Among the entries that follow, how many lines contain the string "loading"? Write the number alone.
══ TASK DATA ══
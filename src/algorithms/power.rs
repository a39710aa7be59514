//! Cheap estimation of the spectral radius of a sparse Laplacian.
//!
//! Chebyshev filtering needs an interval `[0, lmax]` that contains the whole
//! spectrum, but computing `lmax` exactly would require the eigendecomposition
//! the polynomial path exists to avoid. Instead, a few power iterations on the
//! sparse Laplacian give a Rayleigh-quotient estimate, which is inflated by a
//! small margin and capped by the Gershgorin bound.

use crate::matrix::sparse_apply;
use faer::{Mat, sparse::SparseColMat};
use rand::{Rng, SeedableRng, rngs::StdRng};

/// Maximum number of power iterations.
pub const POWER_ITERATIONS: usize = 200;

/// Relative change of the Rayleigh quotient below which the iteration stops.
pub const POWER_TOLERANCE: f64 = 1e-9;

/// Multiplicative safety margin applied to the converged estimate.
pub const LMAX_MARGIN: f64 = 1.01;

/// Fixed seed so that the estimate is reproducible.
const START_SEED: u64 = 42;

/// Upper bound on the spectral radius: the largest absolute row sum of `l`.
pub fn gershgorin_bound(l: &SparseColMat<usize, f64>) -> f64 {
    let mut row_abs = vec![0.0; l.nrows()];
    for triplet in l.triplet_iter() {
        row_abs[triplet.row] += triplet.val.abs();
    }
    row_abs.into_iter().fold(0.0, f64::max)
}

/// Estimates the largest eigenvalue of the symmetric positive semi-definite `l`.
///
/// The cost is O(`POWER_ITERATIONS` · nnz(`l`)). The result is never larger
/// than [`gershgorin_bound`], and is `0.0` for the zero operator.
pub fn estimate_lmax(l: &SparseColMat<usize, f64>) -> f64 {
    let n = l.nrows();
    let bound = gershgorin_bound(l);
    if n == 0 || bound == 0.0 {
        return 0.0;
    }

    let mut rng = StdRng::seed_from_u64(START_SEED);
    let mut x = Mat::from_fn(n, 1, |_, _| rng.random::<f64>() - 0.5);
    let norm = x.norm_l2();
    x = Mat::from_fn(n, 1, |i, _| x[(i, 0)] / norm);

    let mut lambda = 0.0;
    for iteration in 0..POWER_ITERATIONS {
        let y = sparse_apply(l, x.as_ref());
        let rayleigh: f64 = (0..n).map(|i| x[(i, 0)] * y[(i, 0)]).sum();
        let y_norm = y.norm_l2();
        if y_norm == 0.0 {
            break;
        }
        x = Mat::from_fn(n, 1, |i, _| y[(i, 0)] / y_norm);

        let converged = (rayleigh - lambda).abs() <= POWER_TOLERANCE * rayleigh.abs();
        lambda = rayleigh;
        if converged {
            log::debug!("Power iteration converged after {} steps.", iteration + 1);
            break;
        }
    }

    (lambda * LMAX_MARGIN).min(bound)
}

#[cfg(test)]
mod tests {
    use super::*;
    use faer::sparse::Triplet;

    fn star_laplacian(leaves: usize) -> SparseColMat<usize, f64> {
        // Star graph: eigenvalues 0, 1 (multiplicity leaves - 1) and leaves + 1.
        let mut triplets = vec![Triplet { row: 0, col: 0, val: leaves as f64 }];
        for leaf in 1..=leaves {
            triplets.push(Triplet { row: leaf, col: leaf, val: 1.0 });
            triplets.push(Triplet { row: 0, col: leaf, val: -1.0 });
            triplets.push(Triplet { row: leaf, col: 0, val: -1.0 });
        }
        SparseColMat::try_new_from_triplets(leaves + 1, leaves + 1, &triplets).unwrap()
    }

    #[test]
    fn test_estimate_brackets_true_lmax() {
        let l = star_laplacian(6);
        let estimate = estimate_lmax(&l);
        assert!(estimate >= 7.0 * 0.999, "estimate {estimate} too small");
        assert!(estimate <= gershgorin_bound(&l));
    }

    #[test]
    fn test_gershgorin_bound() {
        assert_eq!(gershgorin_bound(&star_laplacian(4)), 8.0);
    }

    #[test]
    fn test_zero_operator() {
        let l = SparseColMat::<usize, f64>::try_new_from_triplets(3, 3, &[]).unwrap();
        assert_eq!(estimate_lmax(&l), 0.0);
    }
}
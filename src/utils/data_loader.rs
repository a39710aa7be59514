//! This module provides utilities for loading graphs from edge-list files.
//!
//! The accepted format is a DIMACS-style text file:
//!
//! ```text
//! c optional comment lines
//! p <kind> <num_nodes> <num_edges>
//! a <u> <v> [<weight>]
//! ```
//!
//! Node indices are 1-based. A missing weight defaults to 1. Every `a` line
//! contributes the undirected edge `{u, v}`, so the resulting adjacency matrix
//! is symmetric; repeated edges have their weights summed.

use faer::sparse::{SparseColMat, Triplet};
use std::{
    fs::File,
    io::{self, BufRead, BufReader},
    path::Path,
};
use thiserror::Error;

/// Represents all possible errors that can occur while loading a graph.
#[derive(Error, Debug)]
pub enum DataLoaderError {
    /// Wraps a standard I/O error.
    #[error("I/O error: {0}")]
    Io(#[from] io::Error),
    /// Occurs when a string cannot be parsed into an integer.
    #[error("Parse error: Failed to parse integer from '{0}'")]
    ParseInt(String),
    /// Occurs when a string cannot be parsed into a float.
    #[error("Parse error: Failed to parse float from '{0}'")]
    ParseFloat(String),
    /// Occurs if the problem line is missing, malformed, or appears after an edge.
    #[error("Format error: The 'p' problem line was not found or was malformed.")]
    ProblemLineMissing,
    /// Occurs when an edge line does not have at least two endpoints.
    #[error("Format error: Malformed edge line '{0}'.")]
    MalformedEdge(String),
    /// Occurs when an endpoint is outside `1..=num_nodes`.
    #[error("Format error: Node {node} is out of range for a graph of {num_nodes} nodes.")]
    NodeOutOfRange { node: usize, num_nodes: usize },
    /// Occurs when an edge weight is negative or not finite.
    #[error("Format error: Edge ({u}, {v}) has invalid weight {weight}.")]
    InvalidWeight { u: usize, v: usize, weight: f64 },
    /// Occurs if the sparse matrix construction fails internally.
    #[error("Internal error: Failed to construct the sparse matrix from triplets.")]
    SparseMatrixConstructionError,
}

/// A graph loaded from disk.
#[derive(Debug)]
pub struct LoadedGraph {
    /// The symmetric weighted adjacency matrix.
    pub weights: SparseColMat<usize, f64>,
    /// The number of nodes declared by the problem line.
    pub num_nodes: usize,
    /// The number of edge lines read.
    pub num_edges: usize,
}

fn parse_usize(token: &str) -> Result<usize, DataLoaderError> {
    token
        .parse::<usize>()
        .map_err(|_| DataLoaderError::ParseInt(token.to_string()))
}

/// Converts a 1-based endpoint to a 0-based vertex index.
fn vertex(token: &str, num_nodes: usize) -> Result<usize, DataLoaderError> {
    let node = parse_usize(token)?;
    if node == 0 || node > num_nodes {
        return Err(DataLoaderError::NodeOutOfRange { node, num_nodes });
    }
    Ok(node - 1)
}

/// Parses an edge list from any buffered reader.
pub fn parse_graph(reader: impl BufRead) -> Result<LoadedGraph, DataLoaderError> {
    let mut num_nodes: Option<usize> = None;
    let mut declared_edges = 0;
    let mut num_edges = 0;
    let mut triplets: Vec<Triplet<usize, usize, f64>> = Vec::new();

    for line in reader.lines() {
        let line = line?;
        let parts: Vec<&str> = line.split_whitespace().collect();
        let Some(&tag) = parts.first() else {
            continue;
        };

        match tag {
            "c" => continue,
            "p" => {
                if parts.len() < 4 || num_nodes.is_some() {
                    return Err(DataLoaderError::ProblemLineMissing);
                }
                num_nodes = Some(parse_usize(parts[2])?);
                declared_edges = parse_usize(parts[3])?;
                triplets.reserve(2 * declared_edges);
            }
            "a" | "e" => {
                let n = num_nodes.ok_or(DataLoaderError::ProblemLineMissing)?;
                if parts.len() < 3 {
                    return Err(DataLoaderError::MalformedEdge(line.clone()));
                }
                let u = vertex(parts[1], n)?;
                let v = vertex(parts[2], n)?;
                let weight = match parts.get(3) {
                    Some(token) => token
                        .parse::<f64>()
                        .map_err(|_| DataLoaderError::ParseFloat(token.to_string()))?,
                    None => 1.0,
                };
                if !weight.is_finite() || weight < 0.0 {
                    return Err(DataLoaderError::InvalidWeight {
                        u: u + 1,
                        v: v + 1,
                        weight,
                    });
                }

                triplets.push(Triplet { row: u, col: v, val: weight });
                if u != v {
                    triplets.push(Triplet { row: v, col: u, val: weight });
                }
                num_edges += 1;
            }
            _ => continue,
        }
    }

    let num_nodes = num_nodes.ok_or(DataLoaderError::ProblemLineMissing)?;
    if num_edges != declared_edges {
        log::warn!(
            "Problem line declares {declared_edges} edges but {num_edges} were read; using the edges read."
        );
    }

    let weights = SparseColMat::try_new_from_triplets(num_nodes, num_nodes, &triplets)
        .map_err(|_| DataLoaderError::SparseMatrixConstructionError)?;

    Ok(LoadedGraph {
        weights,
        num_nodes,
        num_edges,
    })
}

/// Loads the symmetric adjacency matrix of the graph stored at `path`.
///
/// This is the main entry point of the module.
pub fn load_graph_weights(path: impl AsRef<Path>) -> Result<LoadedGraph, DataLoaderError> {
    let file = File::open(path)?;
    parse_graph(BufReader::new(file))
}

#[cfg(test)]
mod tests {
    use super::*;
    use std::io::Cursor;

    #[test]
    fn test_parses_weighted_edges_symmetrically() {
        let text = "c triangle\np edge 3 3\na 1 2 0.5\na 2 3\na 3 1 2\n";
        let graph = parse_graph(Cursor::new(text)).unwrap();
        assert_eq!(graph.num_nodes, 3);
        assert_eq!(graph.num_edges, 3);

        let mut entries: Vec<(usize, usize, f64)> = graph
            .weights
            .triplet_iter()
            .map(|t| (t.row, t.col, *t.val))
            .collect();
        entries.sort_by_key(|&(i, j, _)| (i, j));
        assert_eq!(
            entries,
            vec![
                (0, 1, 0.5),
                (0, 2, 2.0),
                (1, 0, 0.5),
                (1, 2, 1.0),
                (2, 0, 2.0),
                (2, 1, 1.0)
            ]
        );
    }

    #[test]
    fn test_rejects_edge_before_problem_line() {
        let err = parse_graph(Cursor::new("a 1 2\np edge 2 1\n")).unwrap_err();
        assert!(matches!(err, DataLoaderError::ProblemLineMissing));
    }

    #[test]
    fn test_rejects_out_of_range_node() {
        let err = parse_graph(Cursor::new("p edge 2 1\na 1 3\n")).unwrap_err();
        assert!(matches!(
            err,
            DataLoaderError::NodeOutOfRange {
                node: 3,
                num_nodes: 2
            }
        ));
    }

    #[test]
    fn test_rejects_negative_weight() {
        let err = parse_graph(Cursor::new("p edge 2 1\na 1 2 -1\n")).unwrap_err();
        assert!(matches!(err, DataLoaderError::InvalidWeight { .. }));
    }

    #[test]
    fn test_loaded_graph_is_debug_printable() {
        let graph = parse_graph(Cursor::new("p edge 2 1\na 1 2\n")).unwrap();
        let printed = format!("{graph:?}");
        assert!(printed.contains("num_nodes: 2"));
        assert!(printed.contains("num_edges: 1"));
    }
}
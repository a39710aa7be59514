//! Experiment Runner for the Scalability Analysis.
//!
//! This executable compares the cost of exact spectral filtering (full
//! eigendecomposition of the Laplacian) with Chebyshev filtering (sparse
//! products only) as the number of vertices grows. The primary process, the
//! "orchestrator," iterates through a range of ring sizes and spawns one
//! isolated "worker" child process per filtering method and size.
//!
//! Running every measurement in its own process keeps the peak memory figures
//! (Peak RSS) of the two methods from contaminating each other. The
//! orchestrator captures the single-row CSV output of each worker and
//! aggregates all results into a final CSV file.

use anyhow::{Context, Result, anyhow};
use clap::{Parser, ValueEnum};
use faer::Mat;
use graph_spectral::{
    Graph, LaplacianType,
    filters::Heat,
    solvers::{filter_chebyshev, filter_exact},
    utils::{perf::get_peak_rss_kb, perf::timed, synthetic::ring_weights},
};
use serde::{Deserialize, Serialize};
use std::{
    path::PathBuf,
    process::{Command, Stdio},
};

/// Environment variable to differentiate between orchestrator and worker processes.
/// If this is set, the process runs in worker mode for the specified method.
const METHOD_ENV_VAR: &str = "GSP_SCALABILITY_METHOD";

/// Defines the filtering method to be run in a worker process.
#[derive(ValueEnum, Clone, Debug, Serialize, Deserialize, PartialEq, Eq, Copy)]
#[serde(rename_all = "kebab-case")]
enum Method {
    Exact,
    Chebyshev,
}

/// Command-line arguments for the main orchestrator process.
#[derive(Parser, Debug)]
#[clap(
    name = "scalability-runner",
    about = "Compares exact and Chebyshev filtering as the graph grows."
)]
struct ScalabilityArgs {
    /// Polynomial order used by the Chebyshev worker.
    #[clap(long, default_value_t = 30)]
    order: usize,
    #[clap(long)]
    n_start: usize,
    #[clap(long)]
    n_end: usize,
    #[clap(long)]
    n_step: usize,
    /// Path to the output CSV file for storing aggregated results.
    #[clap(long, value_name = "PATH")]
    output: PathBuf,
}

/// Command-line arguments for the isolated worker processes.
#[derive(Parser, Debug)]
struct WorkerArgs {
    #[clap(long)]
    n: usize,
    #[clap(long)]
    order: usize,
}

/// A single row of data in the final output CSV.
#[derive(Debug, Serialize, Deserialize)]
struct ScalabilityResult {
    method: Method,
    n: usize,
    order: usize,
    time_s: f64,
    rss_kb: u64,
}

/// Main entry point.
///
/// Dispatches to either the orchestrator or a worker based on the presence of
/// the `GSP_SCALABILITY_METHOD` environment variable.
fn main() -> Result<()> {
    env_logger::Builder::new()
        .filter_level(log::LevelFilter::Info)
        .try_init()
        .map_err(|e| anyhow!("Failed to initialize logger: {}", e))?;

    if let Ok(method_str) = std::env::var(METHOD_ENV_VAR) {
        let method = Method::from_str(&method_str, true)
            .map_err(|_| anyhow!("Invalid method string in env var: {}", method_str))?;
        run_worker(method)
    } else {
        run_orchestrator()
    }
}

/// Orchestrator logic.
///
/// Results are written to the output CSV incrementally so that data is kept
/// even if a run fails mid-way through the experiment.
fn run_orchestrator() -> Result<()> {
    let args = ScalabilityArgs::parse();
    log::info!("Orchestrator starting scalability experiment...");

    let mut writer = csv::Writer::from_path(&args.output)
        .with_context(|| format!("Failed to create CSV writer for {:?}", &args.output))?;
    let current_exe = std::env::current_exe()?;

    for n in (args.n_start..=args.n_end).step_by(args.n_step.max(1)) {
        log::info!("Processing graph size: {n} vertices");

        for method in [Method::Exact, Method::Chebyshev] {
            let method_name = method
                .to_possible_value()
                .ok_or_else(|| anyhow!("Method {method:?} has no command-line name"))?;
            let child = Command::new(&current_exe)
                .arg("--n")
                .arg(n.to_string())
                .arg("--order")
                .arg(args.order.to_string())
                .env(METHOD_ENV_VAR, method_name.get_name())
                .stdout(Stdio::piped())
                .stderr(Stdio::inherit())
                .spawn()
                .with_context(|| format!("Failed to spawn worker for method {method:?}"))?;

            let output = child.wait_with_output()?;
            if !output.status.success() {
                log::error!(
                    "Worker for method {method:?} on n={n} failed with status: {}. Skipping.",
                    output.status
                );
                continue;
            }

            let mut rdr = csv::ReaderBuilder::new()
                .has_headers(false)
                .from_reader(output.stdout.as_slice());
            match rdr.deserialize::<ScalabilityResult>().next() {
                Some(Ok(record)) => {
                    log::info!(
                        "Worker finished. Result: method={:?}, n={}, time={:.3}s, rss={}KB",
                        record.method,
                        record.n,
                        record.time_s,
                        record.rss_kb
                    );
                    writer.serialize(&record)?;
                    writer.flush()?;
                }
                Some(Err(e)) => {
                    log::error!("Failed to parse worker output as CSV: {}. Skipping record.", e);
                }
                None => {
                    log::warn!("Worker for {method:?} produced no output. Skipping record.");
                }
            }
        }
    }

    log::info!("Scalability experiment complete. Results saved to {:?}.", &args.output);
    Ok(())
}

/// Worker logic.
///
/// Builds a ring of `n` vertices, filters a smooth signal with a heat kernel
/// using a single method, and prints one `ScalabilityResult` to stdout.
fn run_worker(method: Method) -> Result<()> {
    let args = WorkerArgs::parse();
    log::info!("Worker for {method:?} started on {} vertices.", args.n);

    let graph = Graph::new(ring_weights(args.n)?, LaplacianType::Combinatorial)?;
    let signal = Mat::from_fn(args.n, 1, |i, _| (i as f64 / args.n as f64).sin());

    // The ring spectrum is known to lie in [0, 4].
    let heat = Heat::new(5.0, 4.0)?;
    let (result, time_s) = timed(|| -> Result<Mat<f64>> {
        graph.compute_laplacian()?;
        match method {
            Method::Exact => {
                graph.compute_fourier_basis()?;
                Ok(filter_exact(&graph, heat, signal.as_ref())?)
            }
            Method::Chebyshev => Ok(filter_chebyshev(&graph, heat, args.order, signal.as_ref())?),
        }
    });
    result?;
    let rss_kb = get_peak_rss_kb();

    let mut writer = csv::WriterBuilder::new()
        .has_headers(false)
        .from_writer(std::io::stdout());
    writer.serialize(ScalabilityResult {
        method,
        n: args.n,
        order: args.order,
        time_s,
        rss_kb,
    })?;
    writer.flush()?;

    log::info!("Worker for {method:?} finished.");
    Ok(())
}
═══
* **SOLUTION TO THIS TASK**
2